The effects of sleep deprivation can include fatigue, reduced productivity, slower reflexes and reactions, moodiness and a lack of energy, mimicking many of the characteristics of stress. The more hours we spend awake, the more sluggish our minds become, according to the findings. One night without sleep reduces our brains ability to take in new information by nearly 40 percent, due to a shutdown of brain regions during sleep deprivation. Impaired sleep function decreases the neuroplasticity in the central nervous system resulting in diminished cognitive function as impulse transmission are impaired. Sleep is the regenerative time for the Central nervous system and nerves, without which brain atrophy and weakened conduction can result.

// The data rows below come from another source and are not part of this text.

#[test]
fn test_combination_evaluates_both_sides() {
    let doc = yaml("a: 1\ns: x\n");
    for text in [
        "VALUE_OF(a)==2 && VALUE_OF(s) > 1",
        "VALUE_OF(a)==1 || VALUE_OF(s) > 1",
        "VALUE_OF(s) > 1 || VALUE_OF(a)==1",
    ] {
        let condition = parse_condition(text).unwrap();
        assert!(condition.evaluate(&doc).is_err(), "{}", text);
    }

    // A failing guard skips the action and is recorded once.
    let actions = parse_script("IF VALUE_OF(a)==2 && VALUE_OF(s) > 1 THEN DELETE(a)").unwrap();
    let applied = apply_to_document(doc, &actions);
    assert!(applied.value.exists("a"));
    assert_eq!(applied.failures.len(), 1);
    assert_eq!(applied.failures[0].error.code(), "eval-unsupported-operator");
}

#[test]
fn test_unmatched_set_leaves_no_containers() {
    let input = "kind: ConfigMap\ndata: {a: b}\n";
    let actions = parse_script(
        "SET(spec.ports[port=8080].port, 80)\n\
         SET(spec.items[*].x, 1)\n\
         SET(spec.items[+], 1)\n\
         SET(data.list[name=x].containers[*].image, y)",
    )
    .unwrap();

    let applied = apply_to_document(yaml(input), &actions);
    assert!(applied.failures.is_empty(), "{:?}", applied.failures);
    assert_eq!(applied.value, yaml(input));
    assert_eq!(applied.value.to_yaml().unwrap(), "kind: ConfigMap\ndata:\n  a: b\n");
}

#[test]
fn test_fan_out_set_skips_unmatched_elements() {
    let mut doc = yaml(
        "containers:\n- name: a\n  ports: [{name: http, port: 80}]\n- name: b\n- name: c\n  ports: []\n",
    );
    doc.set("containers[*].ports[name=http].port", 8080i64).unwrap();

    let containers = doc.get_objects("containers").unwrap();
    assert_eq!(doc.get_int("containers[0].ports[0].port").unwrap(), 8080);
    assert!(!containers[1].contains_key("ports"));
    assert_eq!(containers[2]["ports"], Node::Sequence(vec![]));
}

#[test]
fn test_delete_past_the_end_is_a_no_op() {
    let input = "containers:\n- {name: a, image: x}\n";
    let actions = parse_script("DELETE(containers[5].image)\nDELETE(containers[5])").unwrap();
    let applied = apply_to_document(yaml(input), &actions);
    assert!(applied.failures.is_empty(), "{:?}", applied.failures);
    assert_eq!(applied.value, yaml(input));
}

// ── Rule configuration ──────────────────────────────────────────────

#[test]
fn test_rule_config() {
    let config = RuleConfig::parse(RULE_CONFIG).unwrap();
    assert_eq!(config.kubeconfig.as_deref(), Some("${HOME}/.kube/config"));
    assert_eq!(config.actions.len(), 2);
    assert_eq!(
        config.resources.keys().map(String::as_str).collect::<Vec<_>>(),
        vec!["service", "deployment"]
    );

    let docs = documents_from_yamls(
        "kind: Service\nmetadata: {namespace: java-dev, name: web}\n\
         ---\nkind: Service\nmetadata: {namespace: prod, name: web}\n\
         ---\nkind: Deployment\nmetadata: {namespace: prod, name: redis}\n\
         ---\nkind: Deployment\nmetadata: {namespace: prod, name: web}\n\
         ---\nkind: ConfigMap\nmetadata: {namespace: java-dev, name: web}\n",
    )
    .unwrap();
    let selected = config.select(docs);
    let names: Vec<String> = selected
        .iter()
        .map(|d| {
            format!(
                "{}/{}",
                d.get_string("kind").unwrap(),
                d.get_string("metadata.namespace").unwrap()
            )
        })
        .collect();
    assert_eq!(names, vec!["Service/java-dev", "Deployment/prod"]);
}

#[test]
fn test_rule_config_errors() {
    assert!(matches!(
        RuleConfig::parse("[bad type]\n*/*\n"),
        Err(ConfigError::ResourceType(_))
    ));
    assert!(matches!(
        RuleConfig::parse("[service]\njava-dev\n"),
        Err(ConfigError::Selector { .. })
    ));
    assert!(matches!(
        RuleConfig::parse("[__kubeconfig__]\n/tmp/kube config\n"),
        Err(ConfigError::KubeconfigPath(_))
    ));
    assert!(matches!(
        RuleConfig::parse("[__scripts__]\nFROB(a)\n"),
        Err(ConfigError::Script(_))
    ));
    assert!(matches!(
        RuleConfig::parse("DELETE(a)\n"),
        Err(ConfigError::Syntax { line: 1, .. })
    ));

    let empty = RuleConfig::parse("# nothing\n").unwrap();
    assert!(empty.actions.is_empty());
    assert!(empty.selects(&yaml("kind: Pod\n")));
}

#[test]
fn test_matchers() {
    let doc = yaml("kind: Pod\nmetadata: {name: web}\n");
    assert!(Matcher::field("metadata.name", "web").matches(&doc));
    assert!(Matcher::field("metadata.name", "*").matches(&doc));
    assert!(!Matcher::field("metadata.namespace", "*").matches(&doc));
    assert!(!Matcher::Any(vec![]).matches(&doc));
    assert!(!Matcher::All(vec![]).matches(&doc));
    assert!(Matcher::Any(vec![Matcher::Never, Matcher::Always]).matches(&doc));
    assert!(!Matcher::All(vec![Matcher::Always, Matcher::Never]).matches(&doc));
}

Brains that are sleep deprived aren’t as efficient and have to work harder. Exactly want you don’t want. Studies show the brains of the sleep deprived desperately pumping energy into the prefrontal cortex, trying to overcome the effects of sleep deprivation.
Sleep plays an important role in consolidating memories. While we sleep, our brain orders, integrates and makes sense of things that have happened to us. Not only that, but we seem to consolidate our learning while we sleep. Without sleep the process is badly disrupted, meaning it’s difficult to lay down long-term memories and it’s harder to learn new skills. Sleep deprivation causes many of the powers of focus and attention to decline which partly explains the distracted feeling you get when tired. Sleep deprived people easily get stuck in thinking loops and as a result fall back on the brain’s automated systems, our habits.
Perhaps it is time we valued sleep more and turned off the TV and computer earlier so we can be healthier and smarter the next day. 3 extra steps you can try to reduce stress related poor sleep include;
Meditate a few minutes before you go to sleep;
Try a sleep supplement from your local health food store; and
Don’t eat late and go for a little walk after dinner.